**WHAT YOU HAVE TO DO**
Copy each line below in which the word "Display" occurs.

======== SOURCE DATA ========

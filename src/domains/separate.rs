/*
 * Copyright (c) Meta Platforms, Inc. and affiliates.
 *
 * This source code is licensed under the MIT license found in the
 * LICENSE file in the root directory of this source tree.
 */

use std::fmt;

use log::trace;

use crate::datatype::AbstractDomain;
use crate::datatype::AbstractEnvironment;
use crate::datatype::Environment;
use crate::domains::Congruence;
use crate::domains::Interval;
use crate::domains::IntervalCongruence;
use crate::domains::NumericalDomain;
use crate::linear::ConstraintKind;
use crate::linear::LinearConstraint;
use crate::linear::LinearExpression;
use crate::linear::Operand;
use crate::linear::Operation;
use crate::number::Number;
use crate::variable::Variable;

/// Upper bound on the propagation rounds run by `add_constraints`.
pub const MAX_SOLVER_CYCLES: usize = 10;

/// A per-variable abstract value usable in a `SeparateDomain`.
pub trait ScalarValue: AbstractDomain + fmt::Display {
    const NAME: &'static str;

    fn from_number(n: &Number) -> Self;

    fn apply(&self, op: Operation, rhs: &Self) -> Self;

    /// Refines the value of x with `a * x kind residual`.
    fn refine_linear(&mut self, a: &Number, residual: &Self, kind: ConstraintKind);

    fn to_interval(&self) -> Interval;
}

impl ScalarValue for Interval {
    const NAME: &'static str = "interval";

    fn from_number(n: &Number) -> Self {
        Interval::singleton(n.clone())
    }

    fn apply(&self, op: Operation, rhs: &Self) -> Self {
        Interval::apply(self, op, rhs)
    }

    fn refine_linear(&mut self, a: &Number, residual: &Self, kind: ConstraintKind) {
        Interval::refine_linear(self, a, residual, kind)
    }

    fn to_interval(&self) -> Interval {
        self.clone()
    }
}

impl ScalarValue for Congruence {
    const NAME: &'static str = "congruence";

    fn from_number(n: &Number) -> Self {
        Congruence::constant(n.clone())
    }

    fn apply(&self, op: Operation, rhs: &Self) -> Self {
        Congruence::apply(self, op, rhs)
    }

    fn refine_linear(&mut self, a: &Number, residual: &Self, kind: ConstraintKind) {
        Congruence::refine_linear(self, a, residual, kind)
    }

    fn to_interval(&self) -> Interval {
        Congruence::to_interval(self)
    }
}

impl ScalarValue for IntervalCongruence {
    const NAME: &'static str = "interval-congruence";

    fn from_number(n: &Number) -> Self {
        IntervalCongruence::singleton(n.clone())
    }

    fn apply(&self, op: Operation, rhs: &Self) -> Self {
        IntervalCongruence::apply(self, op, rhs)
    }

    fn refine_linear(&mut self, a: &Number, residual: &Self, kind: ConstraintKind) {
        IntervalCongruence::refine_linear(self, a, residual, kind)
    }

    fn to_interval(&self) -> Interval {
        self.interval().clone()
    }
}

/*
 * A non-relational domain: one independent `ScalarValue` per variable, kept
 * in an abstract environment. Linear constraints are solved by propagating
 * each constraint onto each of its variables in turn, until nothing changes
 * or `MAX_SOLVER_CYCLES` rounds have run.
 */
#[derive(Clone, PartialEq, Eq, Debug)]
pub struct SeparateDomain<V: ScalarValue> {
    env: Environment<Variable, V>,
}

pub type IntervalDomain = SeparateDomain<Interval>;
pub type CongruenceDomain = SeparateDomain<Congruence>;
pub type IntervalCongruenceDomain = SeparateDomain<IntervalCongruence>;

impl<V: ScalarValue> SeparateDomain<V> {
    pub fn get(&self, x: Variable) -> V {
        self.env.get(&x).into_owned()
    }

    pub fn set(&mut self, x: Variable, value: V) {
        self.env.set(x, value);
    }

    pub fn iter(&self) -> impl Iterator<Item = (&Variable, &V)> {
        self.env.iter()
    }

    fn eval(&self, e: &LinearExpression) -> V {
        let mut result = V::from_number(e.constant());
        for (v, c) in e.terms() {
            let term = V::from_number(c).apply(Operation::Mul, &self.get(v));
            result = result.apply(Operation::Add, &term);
        }
        result
    }

    fn operand_value(&self, z: &Operand) -> V {
        match z {
            Operand::Var(v) => self.get(*v),
            Operand::Const(k) => V::from_number(k),
        }
    }

    fn propagate(&mut self, c: &LinearConstraint) {
        if let Some(holds) = c.constant_truth() {
            if !holds {
                self.set_to_bottom();
            }
            return;
        }
        let e = c.expression();
        for (x, a) in e.terms() {
            let mut rest = V::from_number(e.constant());
            for (y, b) in e.terms() {
                if y != x {
                    let term = V::from_number(b).apply(Operation::Mul, &self.get(y));
                    rest = rest.apply(Operation::Add, &term);
                }
            }
            let residual = V::from_number(&Number::zero()).apply(Operation::Sub, &rest);
            let mut value = self.get(x);
            value.refine_linear(a, &residual, c.kind());
            self.set(x, value);
            if self.is_bottom() {
                trace!("{} is infeasible", c);
                return;
            }
        }
    }
}

impl<V: ScalarValue> AbstractDomain for SeparateDomain<V> {
    fn bottom() -> Self {
        Self {
            env: Environment::bottom(),
        }
    }

    fn top() -> Self {
        Self {
            env: Environment::top(),
        }
    }

    fn is_bottom(&self) -> bool {
        self.env.is_bottom()
    }

    fn is_top(&self) -> bool {
        self.env.is_top()
    }

    fn leq(&self, rhs: &Self) -> bool {
        self.env.leq(&rhs.env)
    }

    fn join_with(&mut self, rhs: Self) {
        self.env.join_with(rhs.env);
    }

    fn meet_with(&mut self, rhs: Self) {
        self.env.meet_with(rhs.env);
    }

    fn widen_with(&mut self, rhs: Self) {
        self.env.widen_with(rhs.env);
    }

    fn narrow_with(&mut self, rhs: Self) {
        self.env.narrow_with(rhs.env);
    }
}

impl<V: ScalarValue> NumericalDomain for SeparateDomain<V> {
    fn domain_name(&self) -> &'static str {
        V::NAME
    }

    fn assign(&mut self, x: Variable, e: &LinearExpression) {
        if self.is_bottom() {
            return;
        }
        let value = self.eval(e);
        self.set(x, value);
    }

    fn apply(&mut self, op: Operation, x: Variable, y: Variable, z: Operand) {
        if self.is_bottom() {
            return;
        }
        let value = self.get(y).apply(op, &self.operand_value(&z));
        self.set(x, value);
    }

    fn add_constraint(&mut self, c: &LinearConstraint) {
        self.add_constraints(std::slice::from_ref(c));
    }

    fn add_constraints(&mut self, csts: &[LinearConstraint]) {
        for _ in 0..MAX_SOLVER_CYCLES {
            if self.is_bottom() {
                return;
            }
            let before = self.env.clone();
            for c in csts {
                self.propagate(c);
                if self.is_bottom() {
                    return;
                }
            }
            if self.env == before {
                return;
            }
        }
    }

    fn forget(&mut self, x: Variable) {
        self.env.forget(&x);
    }

    fn to_interval(&self, x: Variable) -> Interval {
        self.get(x).to_interval()
    }
}

impl<V: ScalarValue> fmt::Display for SeparateDomain<V> {
    fn fmt(&self, f: &mut fmt::Formatter<'_>) -> fmt::Result {
        write!(f, "{}", self.env)
    }
}
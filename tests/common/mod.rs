/*
 * Copyright (c) Meta Platforms, Inc. and affiliates.
 *
 * This source code is licensed under the MIT license found in the
 * LICENSE file in the root directory of this source tree.
 */

#![allow(dead_code)]

pub mod graph;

========

**WORKED SOLUTION**
pub trait ScalarValue: AbstractDomain + fmt::Display {
impl<V: ScalarValue> fmt::Display for SeparateDomain<V> {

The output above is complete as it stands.